[Saved data entries]
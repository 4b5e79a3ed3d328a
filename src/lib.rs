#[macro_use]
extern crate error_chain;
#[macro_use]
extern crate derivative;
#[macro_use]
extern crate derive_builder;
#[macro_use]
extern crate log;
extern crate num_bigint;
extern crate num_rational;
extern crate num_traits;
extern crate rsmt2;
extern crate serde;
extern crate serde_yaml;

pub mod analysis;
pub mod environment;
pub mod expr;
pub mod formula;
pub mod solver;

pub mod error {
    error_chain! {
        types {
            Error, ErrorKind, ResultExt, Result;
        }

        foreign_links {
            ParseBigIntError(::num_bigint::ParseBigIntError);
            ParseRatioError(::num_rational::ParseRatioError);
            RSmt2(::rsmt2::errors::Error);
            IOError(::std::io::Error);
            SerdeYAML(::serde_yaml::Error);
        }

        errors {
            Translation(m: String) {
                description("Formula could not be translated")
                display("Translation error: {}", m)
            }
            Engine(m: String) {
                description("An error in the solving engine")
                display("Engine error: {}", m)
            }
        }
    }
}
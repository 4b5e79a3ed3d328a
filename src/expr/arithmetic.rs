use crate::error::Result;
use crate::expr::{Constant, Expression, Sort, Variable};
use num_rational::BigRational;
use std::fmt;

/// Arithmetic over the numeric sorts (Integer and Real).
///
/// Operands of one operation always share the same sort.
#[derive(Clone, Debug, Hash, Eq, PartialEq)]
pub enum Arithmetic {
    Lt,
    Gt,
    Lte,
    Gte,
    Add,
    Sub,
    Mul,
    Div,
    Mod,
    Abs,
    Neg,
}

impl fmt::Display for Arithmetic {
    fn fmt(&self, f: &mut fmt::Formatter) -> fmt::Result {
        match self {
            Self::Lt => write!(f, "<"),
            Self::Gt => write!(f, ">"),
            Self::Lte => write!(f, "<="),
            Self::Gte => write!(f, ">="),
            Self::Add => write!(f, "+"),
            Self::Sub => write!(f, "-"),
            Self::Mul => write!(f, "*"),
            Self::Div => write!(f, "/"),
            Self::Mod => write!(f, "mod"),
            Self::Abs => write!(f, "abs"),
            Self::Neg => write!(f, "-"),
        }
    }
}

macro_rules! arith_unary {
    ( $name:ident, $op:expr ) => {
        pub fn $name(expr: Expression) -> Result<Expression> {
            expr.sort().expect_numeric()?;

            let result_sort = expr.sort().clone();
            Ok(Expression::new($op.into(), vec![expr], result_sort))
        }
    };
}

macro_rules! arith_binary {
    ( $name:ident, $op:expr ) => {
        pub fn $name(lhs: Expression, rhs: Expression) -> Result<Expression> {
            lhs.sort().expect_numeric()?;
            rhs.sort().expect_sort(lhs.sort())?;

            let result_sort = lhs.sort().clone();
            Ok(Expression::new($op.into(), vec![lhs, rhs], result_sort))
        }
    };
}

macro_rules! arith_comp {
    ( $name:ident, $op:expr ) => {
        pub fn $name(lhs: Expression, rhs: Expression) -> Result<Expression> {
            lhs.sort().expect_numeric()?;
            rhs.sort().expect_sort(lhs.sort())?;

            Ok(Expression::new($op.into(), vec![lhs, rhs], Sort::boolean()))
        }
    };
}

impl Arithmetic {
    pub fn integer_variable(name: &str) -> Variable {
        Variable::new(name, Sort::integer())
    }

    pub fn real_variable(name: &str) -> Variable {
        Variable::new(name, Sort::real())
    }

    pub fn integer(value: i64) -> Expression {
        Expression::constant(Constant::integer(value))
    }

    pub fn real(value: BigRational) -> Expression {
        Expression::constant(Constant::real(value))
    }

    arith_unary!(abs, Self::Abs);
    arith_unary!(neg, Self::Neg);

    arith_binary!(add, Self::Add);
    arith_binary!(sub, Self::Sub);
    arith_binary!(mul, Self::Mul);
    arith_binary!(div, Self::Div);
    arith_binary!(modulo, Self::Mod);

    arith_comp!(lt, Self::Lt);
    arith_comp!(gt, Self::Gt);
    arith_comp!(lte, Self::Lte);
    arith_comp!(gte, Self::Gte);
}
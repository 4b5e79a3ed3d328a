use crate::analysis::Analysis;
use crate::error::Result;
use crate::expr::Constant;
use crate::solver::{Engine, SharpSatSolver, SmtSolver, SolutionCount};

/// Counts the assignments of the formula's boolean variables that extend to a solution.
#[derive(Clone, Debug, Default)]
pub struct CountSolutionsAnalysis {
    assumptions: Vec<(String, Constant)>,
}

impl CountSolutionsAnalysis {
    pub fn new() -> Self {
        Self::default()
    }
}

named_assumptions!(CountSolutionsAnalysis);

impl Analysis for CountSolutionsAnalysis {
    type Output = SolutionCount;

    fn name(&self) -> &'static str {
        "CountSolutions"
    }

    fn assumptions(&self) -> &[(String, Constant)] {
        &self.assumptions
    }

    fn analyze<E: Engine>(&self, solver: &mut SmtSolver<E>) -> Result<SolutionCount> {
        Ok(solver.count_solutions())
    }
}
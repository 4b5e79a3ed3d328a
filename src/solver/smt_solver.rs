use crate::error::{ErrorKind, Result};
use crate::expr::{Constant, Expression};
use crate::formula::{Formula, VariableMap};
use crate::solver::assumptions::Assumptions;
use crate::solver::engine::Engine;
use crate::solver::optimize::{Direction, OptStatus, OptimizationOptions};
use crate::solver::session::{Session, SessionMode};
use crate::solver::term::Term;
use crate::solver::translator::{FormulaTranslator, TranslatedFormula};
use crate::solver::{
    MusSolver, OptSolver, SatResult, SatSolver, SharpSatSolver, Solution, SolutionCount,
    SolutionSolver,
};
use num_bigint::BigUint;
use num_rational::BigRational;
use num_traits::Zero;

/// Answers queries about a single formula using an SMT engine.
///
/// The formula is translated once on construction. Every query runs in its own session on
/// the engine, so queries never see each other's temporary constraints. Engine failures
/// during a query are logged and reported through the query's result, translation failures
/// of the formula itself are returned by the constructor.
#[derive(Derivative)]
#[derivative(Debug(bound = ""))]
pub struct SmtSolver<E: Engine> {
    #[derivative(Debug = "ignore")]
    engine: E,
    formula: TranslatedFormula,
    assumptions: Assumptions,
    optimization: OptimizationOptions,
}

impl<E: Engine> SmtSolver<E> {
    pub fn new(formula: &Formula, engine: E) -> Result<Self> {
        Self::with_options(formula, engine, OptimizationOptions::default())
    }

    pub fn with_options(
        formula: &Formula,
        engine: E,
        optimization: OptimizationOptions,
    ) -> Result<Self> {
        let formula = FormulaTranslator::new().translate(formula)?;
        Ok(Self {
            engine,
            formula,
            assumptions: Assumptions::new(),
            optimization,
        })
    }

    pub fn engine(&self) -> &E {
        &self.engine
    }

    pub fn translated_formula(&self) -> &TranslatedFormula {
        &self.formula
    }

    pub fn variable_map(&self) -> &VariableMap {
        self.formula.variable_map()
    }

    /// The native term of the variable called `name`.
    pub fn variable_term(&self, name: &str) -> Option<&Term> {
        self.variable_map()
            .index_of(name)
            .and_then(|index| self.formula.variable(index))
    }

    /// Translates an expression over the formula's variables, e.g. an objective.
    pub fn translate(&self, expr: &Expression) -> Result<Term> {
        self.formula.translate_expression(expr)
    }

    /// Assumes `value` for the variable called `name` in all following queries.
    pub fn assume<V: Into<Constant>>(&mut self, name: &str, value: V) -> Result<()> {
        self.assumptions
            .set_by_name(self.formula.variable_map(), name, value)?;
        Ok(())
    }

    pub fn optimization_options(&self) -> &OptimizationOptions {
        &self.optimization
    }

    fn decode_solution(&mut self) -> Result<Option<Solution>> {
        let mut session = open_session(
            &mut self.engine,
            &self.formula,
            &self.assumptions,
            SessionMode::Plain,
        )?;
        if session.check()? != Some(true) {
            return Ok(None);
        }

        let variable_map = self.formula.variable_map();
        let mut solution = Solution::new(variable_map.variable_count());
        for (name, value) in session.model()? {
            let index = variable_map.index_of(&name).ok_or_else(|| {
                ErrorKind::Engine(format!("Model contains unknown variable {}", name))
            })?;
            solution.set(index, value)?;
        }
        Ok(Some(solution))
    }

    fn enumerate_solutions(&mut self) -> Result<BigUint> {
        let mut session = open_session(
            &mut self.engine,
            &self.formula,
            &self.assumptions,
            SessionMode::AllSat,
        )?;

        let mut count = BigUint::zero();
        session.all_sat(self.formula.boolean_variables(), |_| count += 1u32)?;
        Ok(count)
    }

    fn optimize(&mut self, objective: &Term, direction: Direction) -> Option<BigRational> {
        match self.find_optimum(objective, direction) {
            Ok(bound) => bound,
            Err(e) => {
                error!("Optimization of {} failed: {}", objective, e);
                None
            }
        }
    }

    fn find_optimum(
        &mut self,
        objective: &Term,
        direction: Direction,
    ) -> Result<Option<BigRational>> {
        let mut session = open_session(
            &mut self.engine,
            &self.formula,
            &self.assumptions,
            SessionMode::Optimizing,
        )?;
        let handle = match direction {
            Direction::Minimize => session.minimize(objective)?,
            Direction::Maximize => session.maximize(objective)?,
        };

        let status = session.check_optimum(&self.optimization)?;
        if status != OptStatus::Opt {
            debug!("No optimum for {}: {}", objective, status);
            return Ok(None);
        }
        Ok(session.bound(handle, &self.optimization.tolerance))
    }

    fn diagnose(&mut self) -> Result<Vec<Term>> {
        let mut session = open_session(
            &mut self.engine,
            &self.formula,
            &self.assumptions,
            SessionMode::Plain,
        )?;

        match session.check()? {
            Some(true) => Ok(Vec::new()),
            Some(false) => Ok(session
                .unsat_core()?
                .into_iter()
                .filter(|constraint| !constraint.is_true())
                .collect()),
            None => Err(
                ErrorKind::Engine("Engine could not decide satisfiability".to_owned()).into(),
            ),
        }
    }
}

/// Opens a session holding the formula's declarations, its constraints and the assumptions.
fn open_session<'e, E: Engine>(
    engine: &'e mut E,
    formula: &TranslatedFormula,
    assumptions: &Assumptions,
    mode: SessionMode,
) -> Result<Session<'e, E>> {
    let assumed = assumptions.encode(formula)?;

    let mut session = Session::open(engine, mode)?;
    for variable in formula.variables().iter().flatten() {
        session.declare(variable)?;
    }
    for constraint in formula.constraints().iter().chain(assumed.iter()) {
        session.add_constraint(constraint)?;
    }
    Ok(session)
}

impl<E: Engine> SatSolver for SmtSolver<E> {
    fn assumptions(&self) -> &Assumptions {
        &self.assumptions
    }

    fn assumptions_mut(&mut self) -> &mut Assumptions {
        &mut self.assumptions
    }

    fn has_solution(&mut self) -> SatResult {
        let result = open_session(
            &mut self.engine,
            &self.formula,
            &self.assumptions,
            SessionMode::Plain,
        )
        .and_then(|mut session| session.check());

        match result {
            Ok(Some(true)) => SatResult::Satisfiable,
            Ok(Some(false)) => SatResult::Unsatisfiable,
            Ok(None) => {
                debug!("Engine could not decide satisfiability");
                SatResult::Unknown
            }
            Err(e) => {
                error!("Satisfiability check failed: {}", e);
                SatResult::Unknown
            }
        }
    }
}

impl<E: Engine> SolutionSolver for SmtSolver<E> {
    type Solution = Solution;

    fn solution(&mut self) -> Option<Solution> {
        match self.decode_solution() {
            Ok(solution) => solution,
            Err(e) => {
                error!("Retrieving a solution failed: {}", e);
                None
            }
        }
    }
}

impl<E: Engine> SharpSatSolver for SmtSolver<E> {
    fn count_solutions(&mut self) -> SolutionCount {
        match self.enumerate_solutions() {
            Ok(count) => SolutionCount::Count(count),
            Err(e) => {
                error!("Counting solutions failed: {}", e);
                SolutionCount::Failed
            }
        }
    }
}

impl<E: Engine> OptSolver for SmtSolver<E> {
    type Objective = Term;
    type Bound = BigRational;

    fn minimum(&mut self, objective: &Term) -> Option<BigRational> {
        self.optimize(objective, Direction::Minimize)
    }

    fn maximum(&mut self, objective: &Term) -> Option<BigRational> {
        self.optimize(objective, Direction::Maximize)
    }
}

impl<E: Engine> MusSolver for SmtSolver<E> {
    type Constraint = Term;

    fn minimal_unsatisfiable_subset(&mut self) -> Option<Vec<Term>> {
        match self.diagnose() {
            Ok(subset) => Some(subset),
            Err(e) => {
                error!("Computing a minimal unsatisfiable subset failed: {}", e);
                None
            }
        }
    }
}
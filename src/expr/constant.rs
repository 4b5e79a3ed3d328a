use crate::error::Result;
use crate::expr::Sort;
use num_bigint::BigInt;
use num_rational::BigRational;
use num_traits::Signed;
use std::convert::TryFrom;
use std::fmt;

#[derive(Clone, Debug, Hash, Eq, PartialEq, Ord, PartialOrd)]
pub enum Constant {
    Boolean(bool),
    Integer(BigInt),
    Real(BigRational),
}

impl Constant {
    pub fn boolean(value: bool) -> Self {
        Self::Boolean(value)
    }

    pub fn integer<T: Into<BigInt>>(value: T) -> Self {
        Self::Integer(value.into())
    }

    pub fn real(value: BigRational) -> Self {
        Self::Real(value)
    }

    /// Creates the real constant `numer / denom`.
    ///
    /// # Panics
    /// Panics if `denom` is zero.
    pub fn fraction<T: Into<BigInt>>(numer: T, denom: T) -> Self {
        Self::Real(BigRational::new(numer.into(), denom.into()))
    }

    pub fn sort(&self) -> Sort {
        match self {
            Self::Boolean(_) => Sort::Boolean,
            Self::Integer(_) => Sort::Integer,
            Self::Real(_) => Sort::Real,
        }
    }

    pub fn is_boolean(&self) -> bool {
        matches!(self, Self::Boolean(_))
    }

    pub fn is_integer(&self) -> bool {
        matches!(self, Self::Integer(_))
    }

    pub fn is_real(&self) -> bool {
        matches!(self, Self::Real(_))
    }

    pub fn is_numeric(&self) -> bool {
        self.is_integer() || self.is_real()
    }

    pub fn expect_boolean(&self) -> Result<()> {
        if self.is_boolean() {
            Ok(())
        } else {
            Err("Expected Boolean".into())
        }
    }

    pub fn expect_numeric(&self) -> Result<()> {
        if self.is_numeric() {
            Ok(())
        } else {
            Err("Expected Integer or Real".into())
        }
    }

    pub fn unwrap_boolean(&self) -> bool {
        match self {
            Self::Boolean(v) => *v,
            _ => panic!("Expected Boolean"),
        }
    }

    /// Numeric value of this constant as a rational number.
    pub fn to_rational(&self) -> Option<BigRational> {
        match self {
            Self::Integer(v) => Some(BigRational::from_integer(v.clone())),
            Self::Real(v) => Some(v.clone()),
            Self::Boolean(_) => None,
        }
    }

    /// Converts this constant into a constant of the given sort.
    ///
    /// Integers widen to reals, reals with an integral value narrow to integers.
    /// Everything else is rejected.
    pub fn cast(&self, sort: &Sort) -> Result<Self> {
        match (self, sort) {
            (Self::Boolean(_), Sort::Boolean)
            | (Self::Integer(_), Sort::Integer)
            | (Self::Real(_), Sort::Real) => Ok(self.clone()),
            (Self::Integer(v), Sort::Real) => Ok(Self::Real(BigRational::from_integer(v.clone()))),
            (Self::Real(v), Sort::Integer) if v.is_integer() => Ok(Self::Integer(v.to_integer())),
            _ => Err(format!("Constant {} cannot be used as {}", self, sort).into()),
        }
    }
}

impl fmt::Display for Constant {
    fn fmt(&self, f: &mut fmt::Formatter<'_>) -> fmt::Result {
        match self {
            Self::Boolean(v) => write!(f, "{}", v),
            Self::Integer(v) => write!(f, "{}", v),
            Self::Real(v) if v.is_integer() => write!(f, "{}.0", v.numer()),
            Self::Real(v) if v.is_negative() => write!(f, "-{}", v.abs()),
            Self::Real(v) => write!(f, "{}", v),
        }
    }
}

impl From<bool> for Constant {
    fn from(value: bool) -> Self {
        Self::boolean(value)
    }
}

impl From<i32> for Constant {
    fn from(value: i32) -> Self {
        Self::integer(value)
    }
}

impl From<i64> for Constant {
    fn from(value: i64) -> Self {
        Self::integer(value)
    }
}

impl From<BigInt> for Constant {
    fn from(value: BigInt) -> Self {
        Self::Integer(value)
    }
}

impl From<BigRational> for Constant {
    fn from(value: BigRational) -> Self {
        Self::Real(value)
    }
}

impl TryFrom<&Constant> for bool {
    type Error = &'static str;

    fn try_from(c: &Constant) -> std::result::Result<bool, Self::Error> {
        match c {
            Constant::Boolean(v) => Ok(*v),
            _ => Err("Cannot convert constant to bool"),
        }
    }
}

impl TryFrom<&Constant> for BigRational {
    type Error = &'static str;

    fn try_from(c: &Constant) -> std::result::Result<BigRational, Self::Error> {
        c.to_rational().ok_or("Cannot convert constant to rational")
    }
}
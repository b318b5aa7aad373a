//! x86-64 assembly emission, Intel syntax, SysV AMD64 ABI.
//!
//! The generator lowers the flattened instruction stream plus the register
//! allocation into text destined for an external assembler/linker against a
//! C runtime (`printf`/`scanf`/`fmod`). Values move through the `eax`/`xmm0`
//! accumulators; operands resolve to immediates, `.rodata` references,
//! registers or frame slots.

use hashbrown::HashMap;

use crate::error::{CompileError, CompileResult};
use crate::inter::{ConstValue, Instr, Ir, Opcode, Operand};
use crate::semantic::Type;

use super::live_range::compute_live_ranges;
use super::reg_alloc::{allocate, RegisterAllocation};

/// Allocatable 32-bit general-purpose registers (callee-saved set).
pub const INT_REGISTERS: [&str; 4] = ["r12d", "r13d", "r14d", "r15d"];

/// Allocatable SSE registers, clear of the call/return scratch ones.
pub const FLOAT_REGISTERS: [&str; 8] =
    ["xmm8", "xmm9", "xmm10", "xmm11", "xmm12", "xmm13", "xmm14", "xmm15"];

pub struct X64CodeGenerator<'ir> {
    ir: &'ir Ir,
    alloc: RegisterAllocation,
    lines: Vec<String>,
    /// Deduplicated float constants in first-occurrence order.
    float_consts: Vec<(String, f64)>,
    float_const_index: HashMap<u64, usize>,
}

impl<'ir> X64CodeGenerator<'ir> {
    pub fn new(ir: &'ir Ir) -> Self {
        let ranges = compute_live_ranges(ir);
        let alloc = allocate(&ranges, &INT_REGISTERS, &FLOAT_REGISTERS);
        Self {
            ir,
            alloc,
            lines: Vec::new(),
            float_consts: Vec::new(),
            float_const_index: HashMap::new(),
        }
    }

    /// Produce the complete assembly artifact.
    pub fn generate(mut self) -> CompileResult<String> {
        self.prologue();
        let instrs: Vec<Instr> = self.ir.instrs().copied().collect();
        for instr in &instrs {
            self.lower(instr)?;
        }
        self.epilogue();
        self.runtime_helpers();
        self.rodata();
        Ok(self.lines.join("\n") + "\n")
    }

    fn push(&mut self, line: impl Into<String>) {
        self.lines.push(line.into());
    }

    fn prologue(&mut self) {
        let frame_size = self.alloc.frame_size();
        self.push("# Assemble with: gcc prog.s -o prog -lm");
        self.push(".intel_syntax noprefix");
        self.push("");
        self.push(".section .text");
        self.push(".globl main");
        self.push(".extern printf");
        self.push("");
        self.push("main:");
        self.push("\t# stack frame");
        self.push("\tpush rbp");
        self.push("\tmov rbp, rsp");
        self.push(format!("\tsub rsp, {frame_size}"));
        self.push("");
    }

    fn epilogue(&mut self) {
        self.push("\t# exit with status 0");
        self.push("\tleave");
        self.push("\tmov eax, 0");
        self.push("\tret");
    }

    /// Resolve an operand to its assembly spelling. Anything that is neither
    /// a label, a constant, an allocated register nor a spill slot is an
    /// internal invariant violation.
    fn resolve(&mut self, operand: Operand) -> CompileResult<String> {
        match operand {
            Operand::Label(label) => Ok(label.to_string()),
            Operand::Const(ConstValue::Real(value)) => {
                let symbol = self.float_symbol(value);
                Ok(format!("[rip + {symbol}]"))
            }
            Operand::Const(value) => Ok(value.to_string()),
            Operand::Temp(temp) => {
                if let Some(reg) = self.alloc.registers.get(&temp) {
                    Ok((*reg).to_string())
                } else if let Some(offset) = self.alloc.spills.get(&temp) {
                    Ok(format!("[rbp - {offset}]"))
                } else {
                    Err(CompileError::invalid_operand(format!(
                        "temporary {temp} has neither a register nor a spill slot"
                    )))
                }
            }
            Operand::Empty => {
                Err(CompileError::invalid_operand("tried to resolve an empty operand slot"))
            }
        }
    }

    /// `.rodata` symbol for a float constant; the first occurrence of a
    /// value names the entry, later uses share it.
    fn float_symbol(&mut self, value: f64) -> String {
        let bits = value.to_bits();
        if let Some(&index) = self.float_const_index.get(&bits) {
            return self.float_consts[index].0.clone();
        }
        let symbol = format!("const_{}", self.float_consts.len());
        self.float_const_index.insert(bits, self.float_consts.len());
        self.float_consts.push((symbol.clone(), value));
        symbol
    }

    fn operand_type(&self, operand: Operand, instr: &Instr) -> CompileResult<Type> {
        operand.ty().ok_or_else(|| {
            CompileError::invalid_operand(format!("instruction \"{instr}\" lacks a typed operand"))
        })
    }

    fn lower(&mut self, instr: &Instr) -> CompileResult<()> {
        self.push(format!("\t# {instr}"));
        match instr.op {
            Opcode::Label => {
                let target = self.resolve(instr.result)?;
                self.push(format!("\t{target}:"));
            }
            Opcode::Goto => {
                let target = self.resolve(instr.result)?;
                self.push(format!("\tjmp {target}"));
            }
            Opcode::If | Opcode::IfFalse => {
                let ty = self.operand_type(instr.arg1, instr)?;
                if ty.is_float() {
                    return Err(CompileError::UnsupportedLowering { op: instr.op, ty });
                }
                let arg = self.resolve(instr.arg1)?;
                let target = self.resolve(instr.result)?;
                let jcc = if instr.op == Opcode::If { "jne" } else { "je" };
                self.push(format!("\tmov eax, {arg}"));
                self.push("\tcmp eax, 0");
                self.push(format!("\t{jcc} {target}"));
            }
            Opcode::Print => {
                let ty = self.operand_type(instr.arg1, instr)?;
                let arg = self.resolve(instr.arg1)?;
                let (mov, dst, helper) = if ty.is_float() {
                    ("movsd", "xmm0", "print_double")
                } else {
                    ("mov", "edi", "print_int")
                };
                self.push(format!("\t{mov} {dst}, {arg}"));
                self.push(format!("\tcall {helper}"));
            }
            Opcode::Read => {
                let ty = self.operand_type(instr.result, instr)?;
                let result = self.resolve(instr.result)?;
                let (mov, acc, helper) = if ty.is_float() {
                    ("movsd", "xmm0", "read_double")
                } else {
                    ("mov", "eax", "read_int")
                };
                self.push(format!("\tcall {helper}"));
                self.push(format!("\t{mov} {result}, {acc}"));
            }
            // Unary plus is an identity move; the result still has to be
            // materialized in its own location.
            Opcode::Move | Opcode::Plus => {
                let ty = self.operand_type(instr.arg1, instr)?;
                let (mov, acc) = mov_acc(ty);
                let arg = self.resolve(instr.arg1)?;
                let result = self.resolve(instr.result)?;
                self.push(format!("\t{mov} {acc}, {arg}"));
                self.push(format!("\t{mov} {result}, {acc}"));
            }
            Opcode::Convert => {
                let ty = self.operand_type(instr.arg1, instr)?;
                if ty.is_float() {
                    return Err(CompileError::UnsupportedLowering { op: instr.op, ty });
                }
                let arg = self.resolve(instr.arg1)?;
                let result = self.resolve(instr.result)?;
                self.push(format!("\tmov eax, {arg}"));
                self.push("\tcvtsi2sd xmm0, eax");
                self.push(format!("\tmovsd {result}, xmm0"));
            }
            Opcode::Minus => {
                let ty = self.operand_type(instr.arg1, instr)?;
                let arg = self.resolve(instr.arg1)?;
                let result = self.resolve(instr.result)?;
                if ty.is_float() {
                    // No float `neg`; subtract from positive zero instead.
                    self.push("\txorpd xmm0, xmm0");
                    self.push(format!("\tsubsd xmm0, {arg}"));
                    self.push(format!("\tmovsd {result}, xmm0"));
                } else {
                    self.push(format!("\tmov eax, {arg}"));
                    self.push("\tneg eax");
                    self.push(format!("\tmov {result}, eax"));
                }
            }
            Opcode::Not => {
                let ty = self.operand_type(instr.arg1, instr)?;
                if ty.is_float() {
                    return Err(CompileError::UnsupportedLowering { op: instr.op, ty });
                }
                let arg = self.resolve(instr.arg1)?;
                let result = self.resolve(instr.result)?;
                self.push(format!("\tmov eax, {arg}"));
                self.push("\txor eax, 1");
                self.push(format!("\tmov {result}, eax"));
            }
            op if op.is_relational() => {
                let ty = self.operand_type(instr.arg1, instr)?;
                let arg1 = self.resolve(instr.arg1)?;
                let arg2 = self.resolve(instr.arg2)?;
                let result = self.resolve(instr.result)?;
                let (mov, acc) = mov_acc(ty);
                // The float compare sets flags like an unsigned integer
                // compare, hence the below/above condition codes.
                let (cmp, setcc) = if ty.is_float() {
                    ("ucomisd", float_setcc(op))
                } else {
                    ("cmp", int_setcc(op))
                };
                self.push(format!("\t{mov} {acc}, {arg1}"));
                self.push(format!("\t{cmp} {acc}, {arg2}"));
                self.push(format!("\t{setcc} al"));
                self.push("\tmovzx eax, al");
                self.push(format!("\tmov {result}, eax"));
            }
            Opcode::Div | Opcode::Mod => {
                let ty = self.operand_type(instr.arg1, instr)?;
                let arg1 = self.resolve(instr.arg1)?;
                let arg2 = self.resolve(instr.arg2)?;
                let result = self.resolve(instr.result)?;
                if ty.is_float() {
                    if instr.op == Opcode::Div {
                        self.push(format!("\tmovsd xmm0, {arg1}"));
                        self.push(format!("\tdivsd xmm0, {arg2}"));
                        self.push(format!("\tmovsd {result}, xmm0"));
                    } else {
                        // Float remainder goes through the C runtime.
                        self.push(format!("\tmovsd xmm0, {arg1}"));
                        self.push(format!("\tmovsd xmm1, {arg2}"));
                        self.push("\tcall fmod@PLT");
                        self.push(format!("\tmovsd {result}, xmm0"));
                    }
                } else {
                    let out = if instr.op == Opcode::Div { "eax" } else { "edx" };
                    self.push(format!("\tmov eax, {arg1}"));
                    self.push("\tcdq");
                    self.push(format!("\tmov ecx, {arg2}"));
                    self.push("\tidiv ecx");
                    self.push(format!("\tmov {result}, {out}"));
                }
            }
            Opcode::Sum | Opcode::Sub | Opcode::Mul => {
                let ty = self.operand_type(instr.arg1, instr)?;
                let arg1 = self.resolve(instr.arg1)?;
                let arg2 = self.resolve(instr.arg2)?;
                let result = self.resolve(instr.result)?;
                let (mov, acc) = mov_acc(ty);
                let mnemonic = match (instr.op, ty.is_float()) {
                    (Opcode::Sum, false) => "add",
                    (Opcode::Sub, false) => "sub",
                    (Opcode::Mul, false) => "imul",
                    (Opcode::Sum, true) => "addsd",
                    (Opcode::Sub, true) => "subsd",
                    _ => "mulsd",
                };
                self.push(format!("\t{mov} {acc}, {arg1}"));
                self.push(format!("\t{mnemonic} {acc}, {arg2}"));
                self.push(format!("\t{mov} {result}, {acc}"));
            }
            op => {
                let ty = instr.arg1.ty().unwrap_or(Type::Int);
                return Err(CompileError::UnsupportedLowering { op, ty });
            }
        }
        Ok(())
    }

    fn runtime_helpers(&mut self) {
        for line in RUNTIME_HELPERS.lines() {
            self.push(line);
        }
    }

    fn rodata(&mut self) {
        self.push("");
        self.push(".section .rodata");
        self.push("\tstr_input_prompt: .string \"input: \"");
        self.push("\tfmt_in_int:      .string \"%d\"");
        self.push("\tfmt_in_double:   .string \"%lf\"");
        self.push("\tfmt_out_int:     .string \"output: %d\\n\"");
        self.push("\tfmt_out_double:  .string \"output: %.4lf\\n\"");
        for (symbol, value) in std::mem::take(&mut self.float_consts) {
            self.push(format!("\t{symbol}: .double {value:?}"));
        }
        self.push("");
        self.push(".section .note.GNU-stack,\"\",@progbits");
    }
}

TASK DETAILS →
Each line that holds the word "OptStatus" should be extracted from the records.

EXERCISE ANSWER →
use crate::solver::optimize::{Direction, OptStatus, OptimizationOptions};
        if status != OptStatus::Opt {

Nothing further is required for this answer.